*Required work*
Each record must be printed exactly as given.

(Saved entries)
____

//! Runtime policies of the engine.

use std::time::Duration;

use serde::Deserialize;

/// How accounts with different currencies interact.
///
/// No exchange rates are ever applied inside the engine.
#[derive(Clone, Copy, Debug, Default, PartialEq, Eq, Deserialize)]
#[serde(rename_all = "snake_case")]
pub enum CurrencyPolicy {
    /// Reject transfers between, and entries/payments against, accounts of
    /// another currency.
    #[default]
    SameCurrencyOnly,
    /// Move the raw amount regardless of currency.
    IgnoreCurrency,
}

/// Whether executing a scheduled payment may drive a balance negative.
#[derive(Clone, Copy, Debug, Default, PartialEq, Eq, Deserialize)]
#[serde(rename_all = "snake_case")]
pub enum ScheduledBalanceCheck {
    #[default]
    AllowNegative,
    Enforce,
}

#[derive(Clone, Debug)]
pub struct EngineConfig {
    /// Upper bound for a single unit of work, retries included.
    pub storage_timeout: Duration,
    /// How many times a unit of work is re-run after a version conflict.
    pub conflict_retries: u32,
    /// How many times a standalone read is repeated after a storage error.
    pub read_retries: u32,
    pub currency_policy: CurrencyPolicy,
    pub scheduled_balance_check: ScheduledBalanceCheck,
}

impl Default for EngineConfig {
    fn default() -> Self {
        Self {
            storage_timeout: Duration::from_secs(5),
            conflict_retries: 3,
            read_retries: 2,
            currency_policy: CurrencyPolicy::default(),
            scheduled_balance_check: ScheduledBalanceCheck::default(),
        }
    }
}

____

*Written answer*
//! Runtime policies of the engine.

use std::time::Duration;

use serde::Deserialize;

/// How accounts with different currencies interact.
///
/// No exchange rates are ever applied inside the engine.
#[derive(Clone, Copy, Debug, Default, PartialEq, Eq, Deserialize)]
#[serde(rename_all = "snake_case")]
pub enum CurrencyPolicy {
    /// Reject transfers between, and entries/payments against, accounts of
    /// another currency.
    #[default]
    SameCurrencyOnly,
    /// Move the raw amount regardless of currency.
    IgnoreCurrency,
}

/// Whether executing a scheduled payment may drive a balance negative.
#[derive(Clone, Copy, Debug, Default, PartialEq, Eq, Deserialize)]
#[serde(rename_all = "snake_case")]
pub enum ScheduledBalanceCheck {
    #[default]
    AllowNegative,
    Enforce,
}

#[derive(Clone, Debug)]
pub struct EngineConfig {
    /// Upper bound for a single unit of work, retries included.
    pub storage_timeout: Duration,
    /// How many times a unit of work is re-run after a version conflict.
    pub conflict_retries: u32,
    /// How many times a standalone read is repeated after a storage error.
    pub read_retries: u32,
    pub currency_policy: CurrencyPolicy,
    pub scheduled_balance_check: ScheduledBalanceCheck,
}

impl Default for EngineConfig {
    fn default() -> Self {
        Self {
            storage_timeout: Duration::from_secs(5),
            conflict_retries: 3,
            read_retries: 2,
            currency_policy: CurrencyPolicy::default(),
            scheduled_balance_check: ScheduledBalanceCheck::default(),
        }
    }
}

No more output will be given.